# PROVIDED RECORDS:

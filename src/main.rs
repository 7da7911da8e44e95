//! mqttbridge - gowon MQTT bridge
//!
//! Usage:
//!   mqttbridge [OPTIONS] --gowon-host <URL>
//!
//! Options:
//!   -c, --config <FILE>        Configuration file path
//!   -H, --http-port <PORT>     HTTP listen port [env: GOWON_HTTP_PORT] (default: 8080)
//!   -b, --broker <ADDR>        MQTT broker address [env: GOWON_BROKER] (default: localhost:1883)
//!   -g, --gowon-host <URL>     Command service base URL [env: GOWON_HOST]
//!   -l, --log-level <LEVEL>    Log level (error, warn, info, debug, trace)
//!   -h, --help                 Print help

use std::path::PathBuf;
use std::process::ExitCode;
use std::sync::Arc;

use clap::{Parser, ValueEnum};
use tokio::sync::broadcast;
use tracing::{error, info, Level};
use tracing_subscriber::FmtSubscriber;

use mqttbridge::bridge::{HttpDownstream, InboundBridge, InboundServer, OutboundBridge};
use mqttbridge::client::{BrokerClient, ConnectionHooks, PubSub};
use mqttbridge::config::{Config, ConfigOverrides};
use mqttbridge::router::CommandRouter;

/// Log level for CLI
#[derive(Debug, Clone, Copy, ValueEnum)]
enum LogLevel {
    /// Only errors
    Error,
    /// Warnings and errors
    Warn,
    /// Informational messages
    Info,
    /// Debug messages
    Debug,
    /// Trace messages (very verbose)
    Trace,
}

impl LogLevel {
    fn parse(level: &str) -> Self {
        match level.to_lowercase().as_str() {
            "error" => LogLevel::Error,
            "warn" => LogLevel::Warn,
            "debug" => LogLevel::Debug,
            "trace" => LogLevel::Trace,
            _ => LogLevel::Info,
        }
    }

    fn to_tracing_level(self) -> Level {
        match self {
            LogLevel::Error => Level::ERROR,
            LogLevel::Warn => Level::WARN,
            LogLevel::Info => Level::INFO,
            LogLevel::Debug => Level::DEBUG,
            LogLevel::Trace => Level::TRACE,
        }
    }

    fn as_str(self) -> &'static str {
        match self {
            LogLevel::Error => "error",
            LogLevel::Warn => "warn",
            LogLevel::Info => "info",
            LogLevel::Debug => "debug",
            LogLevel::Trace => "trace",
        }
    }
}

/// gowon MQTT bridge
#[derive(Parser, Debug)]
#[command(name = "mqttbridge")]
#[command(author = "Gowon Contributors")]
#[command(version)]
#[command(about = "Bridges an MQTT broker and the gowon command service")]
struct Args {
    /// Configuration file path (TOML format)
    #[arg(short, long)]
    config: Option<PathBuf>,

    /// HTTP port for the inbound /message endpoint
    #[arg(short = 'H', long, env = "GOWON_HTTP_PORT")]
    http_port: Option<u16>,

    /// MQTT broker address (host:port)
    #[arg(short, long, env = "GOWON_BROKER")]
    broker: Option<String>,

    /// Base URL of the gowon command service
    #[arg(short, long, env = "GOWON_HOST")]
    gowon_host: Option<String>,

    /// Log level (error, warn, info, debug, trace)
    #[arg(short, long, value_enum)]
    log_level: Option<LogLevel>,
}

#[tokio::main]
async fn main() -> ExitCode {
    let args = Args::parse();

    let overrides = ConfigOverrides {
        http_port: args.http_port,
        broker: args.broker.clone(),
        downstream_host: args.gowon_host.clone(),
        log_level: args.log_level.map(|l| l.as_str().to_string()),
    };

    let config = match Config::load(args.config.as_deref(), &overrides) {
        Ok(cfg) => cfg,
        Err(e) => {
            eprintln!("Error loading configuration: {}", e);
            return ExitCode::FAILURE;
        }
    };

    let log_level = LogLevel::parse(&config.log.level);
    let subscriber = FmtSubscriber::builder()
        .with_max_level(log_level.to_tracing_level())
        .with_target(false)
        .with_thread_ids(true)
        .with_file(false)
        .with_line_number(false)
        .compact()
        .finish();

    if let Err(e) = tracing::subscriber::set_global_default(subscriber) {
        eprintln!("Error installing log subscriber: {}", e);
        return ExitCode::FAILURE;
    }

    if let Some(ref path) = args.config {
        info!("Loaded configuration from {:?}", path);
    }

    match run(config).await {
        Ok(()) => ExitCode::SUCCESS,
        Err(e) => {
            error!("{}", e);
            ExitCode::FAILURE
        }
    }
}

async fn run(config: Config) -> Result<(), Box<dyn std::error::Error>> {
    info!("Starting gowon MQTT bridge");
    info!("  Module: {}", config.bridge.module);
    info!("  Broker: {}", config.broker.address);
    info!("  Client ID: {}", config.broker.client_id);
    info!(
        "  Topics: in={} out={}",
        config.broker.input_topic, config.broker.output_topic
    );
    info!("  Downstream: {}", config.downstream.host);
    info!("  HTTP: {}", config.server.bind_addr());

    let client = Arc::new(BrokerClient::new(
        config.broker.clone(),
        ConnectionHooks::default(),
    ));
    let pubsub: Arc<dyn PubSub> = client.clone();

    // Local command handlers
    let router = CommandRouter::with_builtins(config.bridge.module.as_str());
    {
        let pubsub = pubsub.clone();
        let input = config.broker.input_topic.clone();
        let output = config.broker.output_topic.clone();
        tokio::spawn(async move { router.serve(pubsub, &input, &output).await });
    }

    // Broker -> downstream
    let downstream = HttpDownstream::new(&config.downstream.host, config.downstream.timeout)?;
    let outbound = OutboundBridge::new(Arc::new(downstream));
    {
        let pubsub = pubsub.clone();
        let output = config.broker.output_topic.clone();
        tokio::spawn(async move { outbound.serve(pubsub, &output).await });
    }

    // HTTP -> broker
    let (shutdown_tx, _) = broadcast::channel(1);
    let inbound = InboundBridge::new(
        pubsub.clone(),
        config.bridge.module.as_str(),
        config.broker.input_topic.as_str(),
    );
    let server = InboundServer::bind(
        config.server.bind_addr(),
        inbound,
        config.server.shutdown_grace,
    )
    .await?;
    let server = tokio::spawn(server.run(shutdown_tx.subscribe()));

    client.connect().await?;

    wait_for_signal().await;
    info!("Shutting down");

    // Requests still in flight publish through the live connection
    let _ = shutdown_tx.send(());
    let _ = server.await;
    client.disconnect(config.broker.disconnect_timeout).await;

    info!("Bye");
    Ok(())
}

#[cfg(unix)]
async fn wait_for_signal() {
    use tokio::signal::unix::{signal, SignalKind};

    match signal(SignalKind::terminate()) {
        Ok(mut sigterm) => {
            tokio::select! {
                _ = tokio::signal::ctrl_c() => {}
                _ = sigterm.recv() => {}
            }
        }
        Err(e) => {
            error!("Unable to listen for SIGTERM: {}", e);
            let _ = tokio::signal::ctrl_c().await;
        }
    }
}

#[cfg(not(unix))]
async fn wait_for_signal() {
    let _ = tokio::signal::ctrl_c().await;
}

==

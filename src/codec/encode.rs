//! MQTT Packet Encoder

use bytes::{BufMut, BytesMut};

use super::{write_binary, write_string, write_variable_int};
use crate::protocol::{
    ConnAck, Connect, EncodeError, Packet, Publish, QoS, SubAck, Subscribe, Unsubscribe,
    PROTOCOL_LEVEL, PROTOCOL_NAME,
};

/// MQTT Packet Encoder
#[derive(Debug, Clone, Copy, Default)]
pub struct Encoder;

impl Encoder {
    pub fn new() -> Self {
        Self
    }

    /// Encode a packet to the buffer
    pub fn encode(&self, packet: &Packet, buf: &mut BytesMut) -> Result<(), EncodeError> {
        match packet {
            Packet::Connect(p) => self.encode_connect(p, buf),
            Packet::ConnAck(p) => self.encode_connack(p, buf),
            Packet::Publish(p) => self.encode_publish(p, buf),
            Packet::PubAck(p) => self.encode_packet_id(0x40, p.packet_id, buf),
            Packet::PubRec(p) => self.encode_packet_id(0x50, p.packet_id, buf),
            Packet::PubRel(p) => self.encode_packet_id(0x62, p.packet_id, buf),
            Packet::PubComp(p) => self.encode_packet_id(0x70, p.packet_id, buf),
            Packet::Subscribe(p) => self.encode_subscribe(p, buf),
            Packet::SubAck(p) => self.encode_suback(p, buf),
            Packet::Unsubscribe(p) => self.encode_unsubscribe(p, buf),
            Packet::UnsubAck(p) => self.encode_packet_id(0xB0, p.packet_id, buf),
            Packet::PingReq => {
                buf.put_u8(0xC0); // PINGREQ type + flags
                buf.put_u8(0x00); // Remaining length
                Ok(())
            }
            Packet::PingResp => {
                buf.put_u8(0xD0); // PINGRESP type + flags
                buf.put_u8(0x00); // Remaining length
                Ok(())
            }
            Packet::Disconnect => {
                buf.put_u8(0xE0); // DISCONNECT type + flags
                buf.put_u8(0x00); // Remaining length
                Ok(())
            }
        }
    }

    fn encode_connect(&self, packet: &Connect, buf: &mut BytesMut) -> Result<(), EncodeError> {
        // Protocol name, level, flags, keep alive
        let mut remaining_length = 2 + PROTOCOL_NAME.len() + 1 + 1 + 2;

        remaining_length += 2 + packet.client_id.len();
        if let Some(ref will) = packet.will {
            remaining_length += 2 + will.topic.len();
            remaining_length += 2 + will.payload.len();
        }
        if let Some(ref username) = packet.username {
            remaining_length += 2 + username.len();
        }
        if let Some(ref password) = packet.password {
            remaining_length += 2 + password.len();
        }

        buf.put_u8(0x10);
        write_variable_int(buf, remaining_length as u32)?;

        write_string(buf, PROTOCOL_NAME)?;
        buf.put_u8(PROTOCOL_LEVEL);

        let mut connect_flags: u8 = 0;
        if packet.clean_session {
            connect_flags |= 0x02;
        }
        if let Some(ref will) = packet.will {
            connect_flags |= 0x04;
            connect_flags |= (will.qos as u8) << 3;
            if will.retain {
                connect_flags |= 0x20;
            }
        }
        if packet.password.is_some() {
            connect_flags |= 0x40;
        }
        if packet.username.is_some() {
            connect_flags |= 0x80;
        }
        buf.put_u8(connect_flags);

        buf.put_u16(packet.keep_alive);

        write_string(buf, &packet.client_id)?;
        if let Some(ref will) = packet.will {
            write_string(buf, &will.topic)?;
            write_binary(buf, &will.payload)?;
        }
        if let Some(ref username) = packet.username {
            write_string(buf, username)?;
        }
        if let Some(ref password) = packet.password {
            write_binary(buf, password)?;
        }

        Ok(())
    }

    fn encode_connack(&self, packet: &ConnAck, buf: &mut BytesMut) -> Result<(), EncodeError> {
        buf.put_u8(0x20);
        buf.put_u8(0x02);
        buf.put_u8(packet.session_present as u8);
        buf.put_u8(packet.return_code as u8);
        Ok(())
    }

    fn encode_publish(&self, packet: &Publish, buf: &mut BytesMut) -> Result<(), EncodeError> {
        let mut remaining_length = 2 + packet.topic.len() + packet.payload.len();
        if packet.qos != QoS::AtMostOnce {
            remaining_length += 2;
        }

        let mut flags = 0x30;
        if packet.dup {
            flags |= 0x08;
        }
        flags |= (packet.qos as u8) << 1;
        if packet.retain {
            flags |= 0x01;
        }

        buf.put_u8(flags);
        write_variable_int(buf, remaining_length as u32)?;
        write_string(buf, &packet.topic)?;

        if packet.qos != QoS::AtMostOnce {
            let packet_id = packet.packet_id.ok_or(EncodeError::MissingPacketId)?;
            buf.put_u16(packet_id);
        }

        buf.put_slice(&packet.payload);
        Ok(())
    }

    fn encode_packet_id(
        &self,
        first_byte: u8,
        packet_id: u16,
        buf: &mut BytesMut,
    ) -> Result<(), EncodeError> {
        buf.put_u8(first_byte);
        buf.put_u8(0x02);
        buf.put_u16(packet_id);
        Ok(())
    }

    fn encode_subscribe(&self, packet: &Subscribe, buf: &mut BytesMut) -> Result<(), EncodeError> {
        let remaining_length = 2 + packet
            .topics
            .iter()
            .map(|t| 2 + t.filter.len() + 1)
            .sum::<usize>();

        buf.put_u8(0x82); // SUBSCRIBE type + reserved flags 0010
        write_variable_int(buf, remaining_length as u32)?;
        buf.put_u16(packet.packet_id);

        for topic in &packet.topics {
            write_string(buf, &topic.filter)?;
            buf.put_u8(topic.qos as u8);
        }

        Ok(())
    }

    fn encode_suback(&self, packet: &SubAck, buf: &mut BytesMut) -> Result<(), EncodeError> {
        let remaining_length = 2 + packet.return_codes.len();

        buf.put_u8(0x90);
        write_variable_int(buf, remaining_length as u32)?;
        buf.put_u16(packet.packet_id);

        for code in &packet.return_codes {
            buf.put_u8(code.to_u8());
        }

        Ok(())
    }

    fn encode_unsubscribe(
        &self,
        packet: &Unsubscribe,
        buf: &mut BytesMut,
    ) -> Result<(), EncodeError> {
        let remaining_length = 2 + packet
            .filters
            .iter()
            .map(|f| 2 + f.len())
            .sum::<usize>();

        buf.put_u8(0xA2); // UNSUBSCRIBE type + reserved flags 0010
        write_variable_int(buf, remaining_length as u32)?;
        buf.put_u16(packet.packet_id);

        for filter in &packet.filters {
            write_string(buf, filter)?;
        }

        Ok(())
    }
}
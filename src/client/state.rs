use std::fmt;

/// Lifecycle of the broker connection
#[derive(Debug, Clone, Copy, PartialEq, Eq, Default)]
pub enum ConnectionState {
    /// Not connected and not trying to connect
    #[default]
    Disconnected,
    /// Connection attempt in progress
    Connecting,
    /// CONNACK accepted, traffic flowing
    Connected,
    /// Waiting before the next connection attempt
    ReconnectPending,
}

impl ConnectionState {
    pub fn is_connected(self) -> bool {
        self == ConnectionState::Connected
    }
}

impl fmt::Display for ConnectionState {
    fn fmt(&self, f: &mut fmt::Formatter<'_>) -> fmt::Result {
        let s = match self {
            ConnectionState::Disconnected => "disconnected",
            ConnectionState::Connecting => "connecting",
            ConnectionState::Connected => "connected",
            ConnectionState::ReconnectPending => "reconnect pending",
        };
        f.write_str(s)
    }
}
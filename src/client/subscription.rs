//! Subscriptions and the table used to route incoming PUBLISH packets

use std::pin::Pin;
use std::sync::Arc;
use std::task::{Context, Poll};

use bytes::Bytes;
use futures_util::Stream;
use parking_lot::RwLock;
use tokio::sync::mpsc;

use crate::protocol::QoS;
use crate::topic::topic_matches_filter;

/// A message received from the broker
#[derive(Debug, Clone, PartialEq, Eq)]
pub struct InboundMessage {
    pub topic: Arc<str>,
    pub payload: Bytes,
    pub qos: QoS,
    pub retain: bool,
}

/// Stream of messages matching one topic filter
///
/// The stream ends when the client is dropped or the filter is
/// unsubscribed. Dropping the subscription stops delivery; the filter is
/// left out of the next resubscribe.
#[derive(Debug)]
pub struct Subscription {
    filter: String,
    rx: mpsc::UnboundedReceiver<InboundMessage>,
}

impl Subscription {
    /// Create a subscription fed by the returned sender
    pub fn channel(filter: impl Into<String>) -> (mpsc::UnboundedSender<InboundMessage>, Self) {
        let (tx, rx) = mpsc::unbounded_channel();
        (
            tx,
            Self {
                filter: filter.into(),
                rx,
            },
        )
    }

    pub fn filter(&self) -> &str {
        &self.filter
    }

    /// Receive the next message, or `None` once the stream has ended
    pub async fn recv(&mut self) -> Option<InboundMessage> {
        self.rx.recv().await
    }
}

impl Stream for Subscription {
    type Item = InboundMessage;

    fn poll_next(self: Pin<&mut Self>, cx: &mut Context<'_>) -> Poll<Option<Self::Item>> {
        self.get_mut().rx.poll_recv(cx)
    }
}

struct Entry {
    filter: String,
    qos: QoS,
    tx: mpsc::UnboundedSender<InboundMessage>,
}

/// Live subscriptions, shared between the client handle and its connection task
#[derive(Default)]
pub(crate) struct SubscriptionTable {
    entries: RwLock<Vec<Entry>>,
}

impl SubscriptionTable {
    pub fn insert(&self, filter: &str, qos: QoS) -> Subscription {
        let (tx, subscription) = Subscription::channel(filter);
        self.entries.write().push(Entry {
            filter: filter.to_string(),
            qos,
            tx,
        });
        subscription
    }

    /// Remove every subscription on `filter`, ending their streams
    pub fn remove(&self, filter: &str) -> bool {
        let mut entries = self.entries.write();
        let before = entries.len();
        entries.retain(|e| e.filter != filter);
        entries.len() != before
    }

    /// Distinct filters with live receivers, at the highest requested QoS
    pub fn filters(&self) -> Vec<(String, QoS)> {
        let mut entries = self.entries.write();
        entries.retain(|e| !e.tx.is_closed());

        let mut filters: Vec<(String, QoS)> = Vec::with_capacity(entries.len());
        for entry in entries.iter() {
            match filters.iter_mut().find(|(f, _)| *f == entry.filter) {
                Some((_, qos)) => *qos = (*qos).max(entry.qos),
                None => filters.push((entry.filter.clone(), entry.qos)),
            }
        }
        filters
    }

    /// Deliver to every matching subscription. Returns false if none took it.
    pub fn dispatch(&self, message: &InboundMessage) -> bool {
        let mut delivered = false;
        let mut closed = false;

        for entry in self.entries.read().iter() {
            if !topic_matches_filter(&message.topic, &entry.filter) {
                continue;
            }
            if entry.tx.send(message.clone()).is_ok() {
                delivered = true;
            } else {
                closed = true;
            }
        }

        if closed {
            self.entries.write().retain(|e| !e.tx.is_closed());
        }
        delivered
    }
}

---

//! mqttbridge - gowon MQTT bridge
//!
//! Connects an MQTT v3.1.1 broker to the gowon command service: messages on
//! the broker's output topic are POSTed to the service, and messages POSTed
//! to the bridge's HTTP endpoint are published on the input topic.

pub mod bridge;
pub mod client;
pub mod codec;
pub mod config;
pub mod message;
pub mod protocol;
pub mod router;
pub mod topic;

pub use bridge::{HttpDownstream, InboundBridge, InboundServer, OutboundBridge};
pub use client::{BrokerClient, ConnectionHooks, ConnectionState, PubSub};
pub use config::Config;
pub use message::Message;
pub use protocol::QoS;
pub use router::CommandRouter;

# ASSIGNED TASK:
What lines in the records contain the word "attempt"? Return each one.

# OUTPUT FOR THIS TASK:
    /// Connection attempt in progress
    /// Waiting before the next connection attempt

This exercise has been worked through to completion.